WHAT YOU WILL DO: Can you find the lines of the listing that include "crate" and copy every one?

※ ※ ※

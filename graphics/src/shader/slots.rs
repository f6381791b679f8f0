//! Per-stage resource slot arrays.

use std::sync::Arc;

use crate::resources::{Buffer, Sampler, Texture};
use crate::shader::reflection::{ResourceKind, SlotClass, StageReflection};

/// Resources bound to one stage, indexed by native slot.
///
/// Arrays are sized to the highest used slot + 1 and are handed to the
/// render context whole on every bind; there is no dirty tracking.
#[derive(Debug, Clone, Default)]
pub struct ResourceSlotTable {
    pub textures: Vec<Option<Arc<Texture>>>,
    pub samplers: Vec<Option<Arc<Sampler>>>,
    pub buffers: Vec<Option<Arc<Buffer>>>,
}

impl ResourceSlotTable {
    /// Empty table sized for `reflection`.
    ///
    /// Combined texture/sampler slots also occupy the sampler slot with the
    /// same index.
    pub fn for_stage(reflection: &StageReflection) -> Self {
        let combined = reflection
            .resources
            .iter()
            .filter(|r| matches!(r.kind, ResourceKind::CombinedTextureSampler(_)))
            .map(|r| r.slot as usize + 1)
            .max()
            .unwrap_or(0);
        Self {
            textures: vec![None; reflection.slot_count(SlotClass::Texture)],
            samplers: vec![None; reflection.slot_count(SlotClass::Sampler).max(combined)],
            buffers: vec![None; reflection.slot_count(SlotClass::Buffer)],
        }
    }

    /// Whether the stage uses no resource slots.
    pub fn is_empty(&self) -> bool {
        self.textures.is_empty() && self.samplers.is_empty() && self.buffers.is_empty()
    }

    /// Set every slot to "no resource", keeping the sizes.
    pub fn clear(&mut self) {
        self.textures.iter_mut().for_each(|t| *t = None);
        self.samplers.iter_mut().for_each(|s| *s = None);
        self.buffers.iter_mut().for_each(|b| *b = None);
    }
}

※ ※ ※

OUTPUT FOR THIS TASK:
use crate::resources::{Buffer, Sampler, Texture};
use crate::shader::reflection::{ResourceKind, SlotClass, StageReflection};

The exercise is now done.